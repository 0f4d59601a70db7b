// src/domain/crime.rs

use crate::providers::IncidentRecord;
use rand::Rng;
use std::fmt;

/// Bar color. Alpha is always 1; it is kept so the value renders as the
/// `rgba(...)` string chart consumers expect.
#[derive(Debug, Clone, Copy, PartialEq, Eq)]
pub struct Rgba {
    pub red: u8,
    pub green: u8,
    pub blue: u8,
}

impl Rgba {
    /// Each channel uniform over 0..=255.
    pub fn random<R: Rng + ?Sized>(rng: &mut R) -> Self {
        Self {
            red: rng.gen_range(0..=255),
            green: rng.gen_range(0..=255),
            blue: rng.gen_range(0..=255),
        }
    }
}

impl fmt::Display for Rgba {
    fn fmt(&self, f: &mut fmt::Formatter<'_>) -> fmt::Result {
        write!(f, "rgba({},{},{},1)", self.red, self.green, self.blue)
    }
}

/// One bar of the chart: a distinct offense description in the zip code.
#[derive(Debug, Clone, PartialEq)]
pub struct OffenseBucket {
    pub label: String,
    pub count: usize,
    pub color: Rgba,
}

#[derive(Debug, Clone, PartialEq)]
pub struct CrimeChart {
    pub zipcode: String,
    pub title: String,
    pub dataset_label: String,
    pub buckets: Vec<OffenseBucket>,
}

impl CrimeChart {
    pub fn labels(&self) -> Vec<&str> {
        self.buckets.iter().map(|b| b.label.as_str()).collect()
    }

    pub fn counts(&self) -> Vec<usize> {
        self.buckets.iter().map(|b| b.count).collect()
    }

    pub fn colors(&self) -> Vec<String> {
        self.buckets.iter().map(|b| b.color.to_string()).collect()
    }

    pub fn max_count(&self) -> usize {
        self.buckets.iter().map(|b| b.count).max().unwrap_or(0)
    }
}

/// Descriptions of the incidents in `zipcode`, sorted, duplicates kept.
/// Records without a description are dropped.
pub fn offenses_in_zip<'a>(zipcode: &str, incidents: &'a [IncidentRecord]) -> Vec<&'a str> {
    let mut offenses: Vec<&str> = incidents
        .iter()
        .filter(|r| r.zip_code.as_deref() == Some(zipcode))
        .filter_map(|r| r.description.as_deref())
        .collect();

    offenses.sort_unstable();
    offenses
}

/// Groups the incidents of one zip code into offense buckets in label
/// order. Labels, counts and colors come from the same pass over the sorted
/// offenses, so they can never drift apart.
pub fn aggregate_offenses<R: Rng + ?Sized>(
    zipcode: &str,
    incidents: &[IncidentRecord],
    rng: &mut R,
) -> Vec<OffenseBucket> {
    let offenses = offenses_in_zip(zipcode, incidents);

    let mut buckets: Vec<OffenseBucket> = Vec::new();
    for offense in offenses {
        match buckets.last_mut() {
            Some(last) if last.label == offense => last.count += 1,
            _ => buckets.push(OffenseBucket {
                label: offense.to_string(),
                count: 1,
                color: Rgba::random(rng),
            }),
        }
    }

    buckets
}

/// Runs the aggregation and wraps it in a chart model. `None` when nothing
/// in the zip code has a description.
pub fn build_crime_chart<R: Rng + ?Sized>(
    zipcode: &str,
    incidents: &[IncidentRecord],
    year: i32,
    rng: &mut R,
) -> Option<CrimeChart> {
    let buckets = aggregate_offenses(zipcode, incidents, rng);

    if buckets.is_empty() {
        tracing::info!(zipcode, "crime list is empty, skipping chart");
        return None;
    }

    tracing::debug!(zipcode, offenses = buckets.len(), "built crime chart");

    Some(CrimeChart {
        zipcode: zipcode.to_string(),
        title: format!("Number of Reported Crimes ({year}) for {zipcode}"),
        dataset_label: format!("Number of Reported Crimes Committed ({year}) {zipcode}"),
        buckets,
    })
}
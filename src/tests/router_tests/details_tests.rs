use crate::providers::IncidentRecord;
use crate::router::handle;
use crate::tests::fakes::{FakeCrimes, FakeListings, FakeSchools};
use crate::tests::utils::{body_string, test_app};
use astra::Body;
use http::{Method, Request};
use std::sync::atomic::Ordering;

fn get(uri: &str) -> Request<Body> {
    Request::builder()
        .method(Method::GET)
        .uri(uri)
        .body(Body::empty())
        .unwrap()
}

fn post_form(uri: &str, form: &str) -> Request<Body> {
    Request::builder()
        .method(Method::POST)
        .uri(uri)
        .header("Content-Type", "application/x-www-form-urlencoded")
        .body(Body::from(form.as_bytes().to_vec()))
        .unwrap()
}

#[test]
fn home_page_loads() {
    let app = test_app(
        FakeListings::with_similar(0),
        FakeSchools::with_names(&[]),
        FakeCrimes::with(Vec::new()),
    );

    let resp = handle(get("/"), &app.state).expect("Handler failed");
    assert_eq!(resp.status(), 200);

    let body = body_string(resp);
    assert!(body.contains("Find a safe home"));
    assert!(body.contains(r#"action="/result""#));
}

#[test]
fn result_page_renders_every_section() {
    let app = test_app(
        FakeListings::with_similar(2),
        FakeSchools::with_names(&["Littlewood Elementary"]),
        FakeCrimes::with(vec![
            IncidentRecord::new("32601", Some("THEFT")),
            IncidentRecord::new("32601", Some("THEFT")),
            IncidentRecord::new("32601", Some("ASSAULT")),
            IncidentRecord::new("32605", Some("ROBBERY")),
        ]),
    );

    let uri = "/result?prop_id=M100&address=1+Main+St&city=Gainesville&state=FL\
               &zipcode=32601&lat=29.65&long=-82.32";
    let resp = handle(get(uri), &app.state).expect("Handler failed");
    assert_eq!(resp.status(), 200);

    let body = body_string(resp);
    assert!(body.contains("1 Main St, Gainesville, FL, 32601"));
    assert!(body.contains("315000"));
    assert!(body.contains("Littlewood Elementary"));
    assert!(body.contains("10 Comparable Way"));
    assert!(body.contains("11 Comparable Way"));
    assert!(body.contains("Number of Reported Crimes (2020) for 32601"));
    assert!(body.contains("THEFT: 2"));
    assert!(body.contains("ASSAULT: 1"));
    assert!(!body.contains("ROBBERY"));
}

#[test]
fn result_without_provider_id_never_calls_listings() {
    let app = test_app(
        FakeListings::with_similar(2),
        FakeSchools::with_names(&[]),
        FakeCrimes::with(Vec::new()),
    );

    let resp = handle(get("/result?address=1+Main+St&zipcode=32601"), &app.state).unwrap();
    assert_eq!(resp.status(), 200);

    let body = body_string(resp);
    assert_eq!(app.listings.calls.load(Ordering::SeqCst), 0);
    assert_eq!(app.schools.calls.load(Ordering::SeqCst), 0);
    assert_eq!(app.crimes.calls.load(Ordering::SeqCst), 1);
    assert!(body.contains("No details available"));
    assert!(body.contains("No reported crimes found"));
}

#[test]
fn refresh_switches_to_the_comparable() {
    let app = test_app(
        FakeListings::with_similar(1),
        FakeSchools::with_names(&[]),
        FakeCrimes::with(vec![IncidentRecord::new("32605", Some("BURGLARY"))]),
    );

    let form = "prop_id=M100&address=1+Main+St&city=Gainesville&state=FL&zipcode=32601\
                &comparable_prop_id=C0&comparable_address=10+Comparable+Way\
                &comparable_city=Gainesville&comparable_zipcode=32605\
                &comparable_lat=29.66&comparable_long=-82.4";
    let resp = handle(post_form("/result/refresh", form), &app.state).expect("Handler failed");
    assert_eq!(resp.status(), 200);

    let body = body_string(resp);
    assert_eq!(app.listings.last_property_id().as_deref(), Some("C0"));
    assert!(body.contains("10 Comparable Way, Gainesville, FL, 32605"));
    assert!(body.contains("BURGLARY: 1"));
}

#[test]
fn refresh_without_comparable_is_a_bad_request() {
    let app = test_app(
        FakeListings::with_similar(0),
        FakeSchools::with_names(&[]),
        FakeCrimes::with(Vec::new()),
    );

    let err = handle(post_form("/result/refresh", "prop_id=M100"), &app.state).unwrap_err();
    assert_eq!(err.status(), 400);
}

#[test]
fn map_page_loads_and_unknown_routes_404() {
    let app = test_app(
        FakeListings::with_similar(0),
        FakeSchools::with_names(&[]),
        FakeCrimes::with(Vec::new()),
    );

    let resp = handle(get("/map"), &app.state).unwrap();
    assert_eq!(resp.status(), 200);
    assert!(body_string(resp).contains(r#"id="map""#));

    let err = handle(get("/nowhere"), &app.state).unwrap_err();
    assert_eq!(err.status(), 404);
}

#[test]
fn layout_stylesheet_is_served() {
    let app = test_app(
        FakeListings::with_similar(0),
        FakeSchools::with_names(&[]),
        FakeCrimes::with(Vec::new()),
    );

    let page = body_string(handle(get("/"), &app.state).unwrap());
    assert!(page.contains(r#"href="/static/main.css""#));

    let resp = handle(get("/static/main.css"), &app.state).unwrap();
    assert_eq!(resp.status(), 200);
    assert_eq!(
        resp.headers().get("Content-Type").unwrap(),
        "text/css; charset=utf-8"
    );
    assert!(body_string(resp).contains(".crime-chart"));
}
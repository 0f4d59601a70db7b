use crate::config::SchoolsConfig;
use crate::providers::{fetch_json, require_key, ProviderError, SchoolProvider, SchoolsResponse};
use reqwest::blocking::Client;

pub struct GreatSchoolsClient {
    client: Client,
    cfg: SchoolsConfig,
}

impl GreatSchoolsClient {
    pub fn new(client: Client, cfg: SchoolsConfig) -> Self {
        Self { client, cfg }
    }
}

impl SchoolProvider for GreatSchoolsClient {
    fn nearby_schools(
        &self,
        state: &str,
        lat: f64,
        lon: f64,
    ) -> Result<SchoolsResponse, ProviderError> {
        let api_key = require_key(&self.cfg.api_key, "GREATSCHOOLS_API_KEY")?;
        let url = format!("{}/schools/nearby", self.cfg.base_url.trim_end_matches('/'));

        let request = self
            .client
            .get(url)
            .header("Accept", "application/json")
            .query(&[
                ("key", api_key),
                ("state", state.to_string()),
                ("lat", lat.to_string()),
                ("lon", lon.to_string()),
            ]);

        fetch_json(request)
    }
}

---------------

__YOUR GOAL__: Take the entries above and copy them exactly from the first line through the line with "impl fmt::Display for"; leave out every line after it.

__SOLUTION__:
repository 0f4d59601a70db7b
// src/domain/crime.rs

use crate::providers::IncidentRecord;
use rand::Rng;
use std::fmt;

/// Bar color. Alpha is always 1; it is kept so the value renders as the
/// `rgba(...)` string chart consumers expect.
#[derive(Debug, Clone, Copy, PartialEq, Eq)]
pub struct Rgba {
    pub red: u8,
    pub green: u8,
    pub blue: u8,
}

impl Rgba {
    /// Each channel uniform over 0..=255.
    pub fn random<R: Rng + ?Sized>(rng: &mut R) -> Self {
        Self {
            red: rng.gen_range(0..=255),
            green: rng.gen_range(0..=255),
            blue: rng.gen_range(0..=255),
        }
    }
}

impl fmt::Display for Rgba {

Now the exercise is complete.